Now that I think about it, about 25% of the number of things I own I either got from friends, from auction houses or from yard sales. Some of my prize items include a red cushy rocking chair, a futon, gold-rimmed crystal wine glasses, a piano, an old-fashioned song bird umbrella, my clothes drying rack, an everyday small blue flower pattern china set, at least 1/5 of my wardrobe, my bedside stands and a set of pink flamingo earrings (which is the best topper to any 80s costume).

OK so in return, I’ve decided to start filling a garbage bag EVERY WEEKEND with stuff I can either donate or freecycle. I must keep the chain of giving moving or else I’ll be forced to rent another apartment.

I’m not someone you would classify as a clean freak. In fact, I often have a hard time motivating myself to stay home and clean house instead of going out and being social.
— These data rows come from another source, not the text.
//! The garment configuration record.
//!
//! A [`GarmentConfig`] is the only input of the renderer. It is plain data,
//! serializes to camelCase JSON and is safe to persist: its shape is the
//! renderer's one stable external schema.
//!
//! # Example
//!
//! ```
//! use tailor_renderer::{GarmentConfig, GarmentVariant};
//!
//! let config = GarmentConfig::new()
//!     .with_variant(GarmentVariant::Crew)
//!     .with_trim_line_count(2)
//!     .with_collar_scale(1.2);
//!
//! let json = config.to_json().unwrap();
//! let restored = GarmentConfig::from_json(&json).unwrap();
//! assert_eq!(restored, config);
//! ```

use serde::{Deserialize, Serialize};

use crate::color::Color;

/// Domain of [`GarmentConfig::collar_scale`].
pub const COLLAR_SCALE_RANGE: (f32, f32) = (0.8, 1.5);

/// Domain of [`GarmentConfig::logo_scale`].
pub const LOGO_SCALE_RANGE: (f32, f32) = (0.5, 2.0);

/// Largest supported [`GarmentConfig::trim_line_count`].
pub const MAX_TRIM_LINES: u32 = 3;

// ============================================================================
// Variant & Logo
// ============================================================================

/// The two supported silhouettes.
#[derive(Debug, Clone, Copy, PartialEq, Eq, Hash, Default, Serialize, Deserialize)]
#[serde(rename_all = "lowercase")]
#[cfg_attr(feature = "jsonschema", derive(schemars::JsonSchema))]
pub enum GarmentVariant {
    /// Folded collar, placket and buttons.
    #[default]
    Polo,
    /// Ribbed round neck.
    Crew,
}

/// Reference to the logo image placed on the chest.
///
/// Any `href` an SVG `<image>` accepts: a `data:` URL, a file path or a URL.
#[derive(Debug, Clone, PartialEq, Eq, Hash, Serialize, Deserialize)]
#[serde(transparent)]
#[cfg_attr(feature = "jsonschema", derive(schemars::JsonSchema))]
pub struct LogoAsset(String);

impl LogoAsset {
    pub fn new(href: impl Into<String>) -> Self {
        Self(href.into())
    }

    pub fn href(&self) -> &str {
        &self.0
    }
}

// ============================================================================
// GarmentConfig
// ============================================================================

/// Every user-chosen parameter of one garment design.
///
/// Numeric fields may hold out-of-domain values (for example after loading a
/// hand-edited file); the renderer clamps them instead of failing. Use
/// [`clamped`](Self::clamped) to see the values that will actually be drawn.
///
/// Fields missing from JSON take their [`Default`] value, and the field names
/// used by earlier releases of the design editor (`type`, `collarSize`,
/// `logoUrl`, `tippingLines`, `enableChestStripe`) are accepted as aliases.
///
/// # JSON Format
///
/// ```json
/// {
///   "garmentVariant": "polo",
///   "baseColor": "#1e293b",
///   "sleeveColor": "#1e293b",
///   "collarColor": "#ef4444",
///   "buttonColor": "#ffffff",
///   "accentColor": "#ffffff",
///   "collarScale": 1.0,
///   "logoAsset": null,
///   "logoScale": 1.0,
///   "trimLineCount": 0,
///   "chestStripeEnabled": false
/// }
/// ```
#[derive(Debug, Clone, PartialEq, Serialize, Deserialize)]
#[serde(rename_all = "camelCase", default)]
#[cfg_attr(feature = "jsonschema", derive(schemars::JsonSchema))]
pub struct GarmentConfig {
    /// Selects the neckline sub-structure.
    #[serde(alias = "type")]
    pub garment_variant: GarmentVariant,

    /// Torso fabric.
    pub base_color: Color,

    /// Sleeve fabric.
    pub sleeve_color: Color,

    /// Polo collar, crew neck rib and both cuffs.
    pub collar_color: Color,

    /// Polo buttons.
    pub button_color: Color,

    /// Trim lines and the chest stripe.
    pub accent_color: Color,

    /// Collar spread / rib thickness multiplier, domain [0.8, 1.5].
    #[serde(alias = "collarSize")]
    pub collar_scale: f32,

    /// Chest logo. `None` renders no logo.
    #[serde(alias = "logoUrl")]
    pub logo_asset: Option<LogoAsset>,

    /// Logo size multiplier, domain [0.5, 2.0].
    pub logo_scale: f32,

    /// Number of tipping lines on every band, 0 to 3.
    #[serde(alias = "tippingLines")]
    pub trim_line_count: u32,

    /// Draws an accent stripe across the chest.
    #[serde(alias = "enableChestStripe")]
    pub chest_stripe_enabled: bool,
}

impl Default for GarmentConfig {
    fn default() -> Self {
        Self {
            garment_variant: GarmentVariant::Polo,
            base_color: Color::new("#1e293b"),
            sleeve_color: Color::new("#1e293b"),
            collar_color: Color::new("#ef4444"),
            button_color: Color::new("#ffffff"),
            accent_color: Color::new("#ffffff"),
            collar_scale: 1.0,
            logo_asset: None,
            logo_scale: 1.0,
            trim_line_count: 0,
            chest_stripe_enabled: false,
        }
    }
}

impl GarmentConfig {
    /// Creates the default design (navy polo with a red collar).
    pub fn new() -> Self {
        Self::default()
    }

    pub fn with_variant(mut self, variant: GarmentVariant) -> Self {
        self.garment_variant = variant;
        self
    }

    pub fn with_base_color(mut self, color: impl Into<Color>) -> Self {
        self.base_color = color.into();
        self
    }

    pub fn with_sleeve_color(mut self, color: impl Into<Color>) -> Self {
        self.sleeve_color = color.into();
        self
    }

    pub fn with_collar_color(mut self, color: impl Into<Color>) -> Self {
        self.collar_color = color.into();
        self
    }

    pub fn with_button_color(mut self, color: impl Into<Color>) -> Self {
        self.button_color = color.into();
        self
    }

    pub fn with_accent_color(mut self, color: impl Into<Color>) -> Self {
        self.accent_color = color.into();
        self
    }

    pub fn with_collar_scale(mut self, scale: f32) -> Self {
        self.collar_scale = scale;
        self
    }

    pub fn with_logo(mut self, logo: Option<LogoAsset>) -> Self {
        self.logo_asset = logo;
        self
    }

    pub fn with_logo_scale(mut self, scale: f32) -> Self {
        self.logo_scale = scale;
        self
    }

    pub fn with_trim_line_count(mut self, count: u32) -> Self {
        self.trim_line_count = count;
        self
    }

    pub fn with_chest_stripe(mut self, enabled: bool) -> Self {
        self.chest_stripe_enabled = enabled;
        self
    }

    /// Returns a copy with every numeric field clamped into its domain.
    pub fn clamped(&self) -> Self {
        let clamped = Self {
            collar_scale: clamp_to(self.collar_scale, COLLAR_SCALE_RANGE),
            logo_scale: clamp_to(self.logo_scale, LOGO_SCALE_RANGE),
            trim_line_count: self.trim_line_count.min(MAX_TRIM_LINES),
            ..self.clone()
        };
        if clamped != *self {
            log::debug!(
                "clamped garment config (collar {} -> {}, logo {} -> {}, trim {} -> {})",
                self.collar_scale,
                clamped.collar_scale,
                self.logo_scale,
                clamped.logo_scale,
                self.trim_line_count,
                clamped.trim_line_count,
            );
        }
        clamped
    }

    /// Returns true if rendering `other` would produce a different scene.
    ///
    /// Both configs are compared after clamping, so `collar_scale` values of
    /// 10 and 1.5 do not differ.
    pub fn differs_from(&self, other: &Self) -> bool {
        self.clamped() != other.clamped()
    }

    /// Serializes the config to a JSON string.
    pub fn to_json(&self) -> Result<String, serde_json::Error> {
        serde_json::to_string(self)
    }

    /// Serializes the config to a pretty-printed JSON string.
    pub fn to_json_pretty(&self) -> Result<String, serde_json::Error> {
        serde_json::to_string_pretty(self)
    }

    /// Deserializes a config from a JSON string.
    pub fn from_json(json: &str) -> Result<Self, serde_json::Error> {
        serde_json::from_str(json)
    }

    /// Returns the JSON schema of the configuration record.
    #[cfg(feature = "jsonschema")]
    pub fn json_schema() -> schemars::schema::RootSchema {
        schemars::schema_for!(GarmentConfig)
    }
}

/// Clamps `value` into `(min, max)`; NaN maps to `min`.
fn clamp_to(value: f32, (min, max): (f32, f32)) -> f32 {
    if value.is_nan() {
        min
    } else {
        value.clamp(min, max)
    }
}

// ============================================================================
// Tests
// ============================================================================

#[cfg(test)]
mod tests {
    use super::*;

    #[test]
    fn json_uses_camel_case_field_names() {
        let json = GarmentConfig::new().to_json_pretty().unwrap();

        assert!(json.contains("\"garmentVariant\": \"polo\""));
        assert!(json.contains("\"trimLineCount\""));
        assert!(json.contains("\"chestStripeEnabled\""));
        assert!(json.contains("\"logoAsset\": null"));
    }

    #[test]
    fn empty_object_deserializes_to_default() {
        let config = GarmentConfig::from_json("{}").unwrap();
        assert_eq!(config, GarmentConfig::default());
    }

    #[test]
    fn legacy_field_names_are_accepted() {
        let json = r##"{
            "type": "crew",
            "collarSize": 1.3,
            "logoUrl": "data:image/png;base64,AAAA",
            "tippingLines": 2,
            "enableChestStripe": true,
            "accentColor": "#f59e0b"
        }"##;
        let config = GarmentConfig::from_json(json).unwrap();

        assert_eq!(config.garment_variant, GarmentVariant::Crew);
        assert_eq!(config.collar_scale, 1.3);
        assert_eq!(
            config.logo_asset.as_ref().map(LogoAsset::href),
            Some("data:image/png;base64,AAAA")
        );
        assert_eq!(config.trim_line_count, 2);
        assert!(config.chest_stripe_enabled);
        assert_eq!(config.accent_color.as_str(), "#f59e0b");
    }

    #[test]
    fn clamping_pins_numbers_to_their_domains() {
        let config = GarmentConfig::new()
            .with_collar_scale(10.0)
            .with_logo_scale(0.0)
            .with_trim_line_count(7)
            .clamped();

        assert_eq!(config.collar_scale, 1.5);
        assert_eq!(config.logo_scale, 0.5);
        assert_eq!(config.trim_line_count, 3);

        let low = GarmentConfig::new().with_collar_scale(-2.0).clamped();
        assert_eq!(low.collar_scale, 0.8);

        let nan = GarmentConfig::new().with_collar_scale(f32::NAN).clamped();
        assert_eq!(nan.collar_scale, 0.8);
    }

    #[test]
    fn in_domain_config_is_unchanged_by_clamping() {
        let config = GarmentConfig::new().with_collar_scale(1.2).with_trim_line_count(2);
        assert_eq!(config.clamped(), config);
    }

    #[test]
    fn differs_from_compares_clamped_values() {
        let a = GarmentConfig::new().with_collar_scale(10.0);
        let b = GarmentConfig::new().with_collar_scale(1.5);
        assert!(!a.differs_from(&b));

        let c = GarmentConfig::new().with_accent_color("#000000");
        assert!(GarmentConfig::new().differs_from(&c));
    }

    #[test]
    fn tiny_scale_steps_are_changes() {
        let base = GarmentConfig::new();
        let nudged = GarmentConfig::new().with_collar_scale(1.00005);
        assert!(base.differs_from(&nudged));

        let logo = GarmentConfig::new().with_logo_scale(1.00005);
        assert!(base.differs_from(&logo));
    }
}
Well, I came across a list of tips for cleaning the other day and it inspired me to try a few of the ideas. I’m also going to list an idea or two I’ve learned over the years.

The most useful tip was to clean in sets of three. Pick three things up and put them away, fold them, file them, wash them, etc, until you are ready to vacuum, mop, wipe or sweep. This worked wonderfully to help me feel like the task of reorganizing my bedroom closet was easier and it even inspired me to work on my bedroom when I was done.

Another tip was to listen to a book on CD while you clean. Well, I already do that and sometimes I also listen to NPR while I clean. I also listen to books on CD when I’m crocheting.

Another was OHIO (only handle it once) when cleaning.

I also read somewhere that it’s a good idea to keep a goodwill bag in the trunk of your car and add stuff to it each time you clean until you have enough to donate.

I keep a cloth wholefoods bag hanging in each room of my apartment for recycled goods. Then the night before the recycling truck comes around I carry the bags out to the recycling bins in my yard and sort the stuff there.

But I’m still hungry for more ideas.

What tricks do you use when cleaning?